Contrariamente a tendência liberal que defendia a ideia de uma educação igualitária e o estabelecimento de sistemas de educação que servissem tanto os indígenas como os civilizados, surgem vozes que defendem a discriminação, ou seja um ensino separado. É nesta fase que a educação começa a ter um cunho rácico e marginaliza-te. “ Os primitivos deviam ter uma educação virada para o trabalho manual. Aos europeus não se podia ensinar-lhes os trabalhos manuais por causa do clima inóspito”, (Castiano, Goenha & Berthoud, 2005,p.14).

Um ano depois da proclamação da primeira república portuguesa em 1910, decreta-se a separação entre a Igreja e o Estado. São criadas missões civilizadoras e vai sendo promulgada uma legislação que prioriza uma formação literária, mas completada por aprendizagem profissional, para evitar que os escolarizados se transformassem em desapossados sociais, incapazes de desenvolver as suas comunidades e satisfazer as exigências fundamentais. Em 1921 é banido o uso das línguas africanas nas escolas. (Castiano, et. al, 2005)
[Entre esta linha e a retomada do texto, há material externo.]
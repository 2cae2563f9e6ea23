//! Simulator: owns the scheduler, the clock, the DUT pins and the components behind them.
//!
//! The root complex is not owned here. Blocking harness operations hold the root complex and
//! lend it to the kernel as the *host* for each step, so the root complex can advance
//! simulated time without shared ownership of the simulator.

use std::fmt;

use tracing::trace;

use super::clock::Clock;
use super::scheduler::{EventKind, Scheduler};
use super::traits::Clocked;
use crate::axi::AxiRam;
use crate::common::{HarnessError, HarnessResult, SimTime};
use crate::config::Config;
use crate::dut::{Dut, DutPorts};

/// Top-level simulation kernel.
pub struct Simulator {
    scheduler: Scheduler,
    clock: Clock,
    /// Every signal on the DUT boundary.
    pub ports: DutPorts,
    /// Model of the bridge under test.
    pub dut: Box<dyn Dut>,
    /// AXI memory behind the bridge.
    pub axi_ram: AxiRam,
}

impl fmt::Debug for Simulator {
    fn fmt(&self, f: &mut fmt::Formatter<'_>) -> fmt::Result {
        f.debug_struct("Simulator")
            .field("now", &self.now())
            .field("clock", &self.clock)
            .field("dut", &self.dut.name())
            .field("axi_ram", &self.axi_ram.size())
            .finish_non_exhaustive()
    }
}

impl Simulator {
    /// Creates a kernel around `dut` and starts the clock.
    pub fn new(config: &Config, dut: Box<dyn Dut>) -> Self {
        let mut scheduler = Scheduler::new();
        let mut clock = Clock::new();
        clock.start(&mut scheduler, config.clock.period, config.clock.unit);
        Self {
            scheduler,
            clock,
            ports: DutPorts::default(),
            dut,
            axi_ram: AxiRam::new(config.axi.ram_size),
        }
    }

    /// Current simulated time.
    #[inline]
    pub const fn now(&self) -> SimTime {
        self.scheduler.now()
    }

    /// The clock generator.
    pub const fn clock(&self) -> &Clock {
        &self.clock
    }

    /// Rising edges elapsed since time zero.
    pub const fn cycles(&self) -> u64 {
        self.clock.rising_edges()
    }

    /// Processes the next scheduled event.
    ///
    /// On a rising edge the host, the DUT and the AXI memory each run once, then every
    /// signal commits.
    ///
    /// # Returns
    ///
    /// The event that was processed, or `None` if nothing is scheduled.
    pub fn step<H: Clocked + ?Sized>(&mut self, host: &mut H) -> Option<EventKind> {
        let (now, kind) = self.scheduler.pop()?;
        match kind {
            EventKind::RisingEdge => {
                self.clock.on_edge(&mut self.scheduler, kind);
                host.on_rising_edge(&mut self.ports, now);
                self.dut.on_rising_edge(&mut self.ports, now);
                self.axi_ram.on_rising_edge(&mut self.ports, now);
                self.ports.commit();
                #[cfg(feature = "wire-trace")]
                trace!(
                    %now,
                    rst = self.ports.rst.get(),
                    rx_valid = self.ports.rx_req_tlp.valid.get(),
                    rx_ready = self.ports.rx_req_tlp.ready.get(),
                    aw = self.ports.m_axi.aw.fired(),
                    w = self.ports.m_axi.w.fired(),
                    b = self.ports.m_axi.b.fired(),
                    "edge committed"
                );
            }
            EventKind::FallingEdge => self.clock.on_edge(&mut self.scheduler, kind),
            EventKind::Timer(id) => trace!(%now, ?id, "timer expired"),
        }
        Some(kind)
    }

    /// Runs until `edges` rising edges have been processed.
    pub fn wait_edges<H: Clocked + ?Sized>(&mut self, host: &mut H, edges: u64) {
        let target = self.clock.rising_edges() + edges;
        while self.clock.rising_edges() < target {
            if self.step(host).is_none() {
                break;
            }
        }
    }

    /// Runs until `duration` of simulated time has passed.
    pub fn wait_for<H: Clocked + ?Sized>(&mut self, host: &mut H, duration: SimTime) {
        let timer = self.scheduler.start_timer(duration);
        while let Some(kind) = self.step(host) {
            if kind == EventKind::Timer(timer) {
                break;
            }
        }
    }

    /// Runs until `done` holds, checking after every rising edge.
    ///
    /// # Arguments
    ///
    /// * `host` - Component driven alongside the DUT (normally the root complex).
    /// * `timeout` - Upper bound on simulated time spent waiting.
    /// * `what` - Description used in the timeout error.
    /// * `done` - Completion predicate over the kernel and the host.
    ///
    /// # Returns
    ///
    /// `ProtocolTimeout` if `done` is still false after `timeout`.
    pub fn run_until<H, F>(
        &mut self,
        host: &mut H,
        timeout: SimTime,
        what: &str,
        mut done: F,
    ) -> HarnessResult<()>
    where
        H: Clocked + ?Sized,
        F: FnMut(&Self, &H) -> bool,
    {
        let start = self.now();
        let deadline = start + timeout;
        loop {
            if done(self, host) {
                return Ok(());
            }
            if self.now() >= deadline {
                return Err(HarnessError::timeout(what, self.now() - start));
            }
            match self.step(host) {
                Some(_) => {}
                None => return Err(HarnessError::timeout(what, self.now() - start)),
            }
        }
    }
}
Em 1917 foi promulgada a lei do indigenato, que definia o indígena como sendo o indivíduo da raça negra ou dela descendente que pela sua instrução e costumes se não distingue do comum daquela raça. O ensino indígena tinha por fim conduzir gradualmente o indígena da vida selvagem para a vida civilizada, formar-lhe a consciência de cidadão português e prepara-lo para a luta da vida o mais útil a sociedade e a si próprio.

Almeida (1979,p. 221), refere que na perceção das autoridades portuguesas era de que “os povos primitivos não podem ser civilizados, se não pouco a pouco que a população da colónia se compõe de elementos, uns civilizados, outros primitivos, [por isso] foram instituídos dois géneros de ensino primário: um para europeus e assimilados e o outro para primitivos”.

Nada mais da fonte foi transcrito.